### [Work order]
Where does the string "breakpoint" occur in the entries below? Copy every line where it does.

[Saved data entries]
━━━━━━━━━━━━━━━━━━━━━━━━━━━━━━

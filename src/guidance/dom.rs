//! Builder UI capability
//!
//! The executor never touches the page directly. Everything it needs from
//! the live builder UI goes through [`BuilderDom`].

/// Opaque handle to an element in the builder UI
#[derive(Debug, Clone, Copy, PartialEq, Eq, Hash)]
pub struct ElementRef(pub u64);

pub trait BuilderDom: Send + Sync {
    /// First element matching a CSS selector
    fn query(&self, selector: &str) -> Option<ElementRef>;

    /// All elements matching a CSS selector, in document order
    fn query_all(&self, selector: &str) -> Vec<ElementRef>;

    /// First descendant of `root` matching a selector
    fn query_within(&self, root: ElementRef, selector: &str) -> Option<ElementRef>;

    /// Nearest ancestor (or the element itself) matching a selector
    fn closest(&self, element: ElementRef, selector: &str) -> Option<ElementRef>;

    fn text(&self, element: ElementRef) -> String;

    fn has_class(&self, element: ElementRef, class: &str) -> bool;

    fn add_class(&self, element: ElementRef, class: &str);

    fn remove_class(&self, element: ElementRef, class: &str);

    /// Activate an element. Returns false when the element is gone.
    fn click(&self, element: ElementRef) -> bool;

    fn scroll_into_view(&self, element: ElementRef);

    fn document_root(&self) -> ElementRef;

    /// Ask the host's own event bus to open the selected component's settings.
    fn trigger_open_settings(&self) -> bool {
        false
    }
}

pub mod selectors {
    pub const SETTINGS_PANEL: &str = ".pb-settings-panel";
    pub const SELECTED_SETTINGS_BUTTON: &str = ".pb-component--selected .pb-settings-button";
    pub const TAB_ITEMS: &str = ".pb-settings-tabs .pb-tab";
    pub const SECTION_HEADERS: &str = ".pb-section .pb-section-header";
    pub const SECTION_HEADER: &str = ".pb-section-header";
    pub const SECTION_CONTAINER: &str = ".pb-section";
    pub const SECTION_CLOSED_CLASS: &str = "pb-section--closed";
    pub const RESPONSIVE_TOGGLE: &str = ".pb-responsive-toggle";
    pub const FIELD_LABELS: &str = ".pb-field-label, .pb-option-label, label";
    pub const FIELD_GROUP: &str = ".pb-field-group, .pb-option, .pb-form-field";

    pub const TAB_INDICATOR_CLASS: &str = "pa-tab-indicator";
    pub const SECTION_HIGHLIGHT_CLASS: &str = "pa-section-highlight";
    pub const FIELD_HIGHLIGHT_CLASS: &str = "pa-field-highlight";

    pub fn section_by_name(section_name: &str) -> String {
        format!("{}[data-section=\"{}\"]", SECTION_CONTAINER, section_name)
    }

    pub fn device_button(breakpoint: &str) -> String {
        format!("[data-device=\"{}\"]", breakpoint)
    }
}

━━━━━━━━━━━━━━━━━━━━━━━━━━━━━━

### [Expected answer]
    pub fn device_button(breakpoint: &str) -> String {
        format!("[data-device=\"{}\"]", breakpoint)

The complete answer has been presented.